┏━━

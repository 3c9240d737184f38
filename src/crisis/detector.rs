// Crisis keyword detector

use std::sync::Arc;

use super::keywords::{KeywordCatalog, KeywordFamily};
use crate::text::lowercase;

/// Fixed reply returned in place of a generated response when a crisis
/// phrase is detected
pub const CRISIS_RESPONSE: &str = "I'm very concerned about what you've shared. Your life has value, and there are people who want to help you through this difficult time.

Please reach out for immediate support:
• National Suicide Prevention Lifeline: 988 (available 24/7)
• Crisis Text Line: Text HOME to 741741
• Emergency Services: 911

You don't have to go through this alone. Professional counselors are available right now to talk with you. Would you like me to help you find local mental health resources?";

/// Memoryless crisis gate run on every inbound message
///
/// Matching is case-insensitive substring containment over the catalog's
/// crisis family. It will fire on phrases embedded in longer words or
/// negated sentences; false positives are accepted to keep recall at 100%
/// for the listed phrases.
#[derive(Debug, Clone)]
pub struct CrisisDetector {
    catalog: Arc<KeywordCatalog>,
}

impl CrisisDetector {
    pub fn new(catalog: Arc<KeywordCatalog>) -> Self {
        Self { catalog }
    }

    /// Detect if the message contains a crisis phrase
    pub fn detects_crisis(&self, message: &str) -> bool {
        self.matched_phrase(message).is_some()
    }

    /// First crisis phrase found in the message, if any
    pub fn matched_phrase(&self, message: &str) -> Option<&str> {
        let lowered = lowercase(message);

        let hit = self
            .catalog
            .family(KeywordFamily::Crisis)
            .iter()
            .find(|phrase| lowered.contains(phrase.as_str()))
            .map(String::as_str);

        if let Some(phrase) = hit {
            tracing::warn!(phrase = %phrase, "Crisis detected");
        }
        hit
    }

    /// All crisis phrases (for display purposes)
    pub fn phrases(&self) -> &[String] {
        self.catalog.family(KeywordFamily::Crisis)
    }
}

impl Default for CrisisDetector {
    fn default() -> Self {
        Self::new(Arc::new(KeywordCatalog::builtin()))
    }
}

┗━━

**Exercise instructions**
Where a line of the data holds "lowered", show that line.

**Response to this exercise**
        let lowered = lowercase(message);
            .find(|phrase| lowered.contains(phrase.as_str()))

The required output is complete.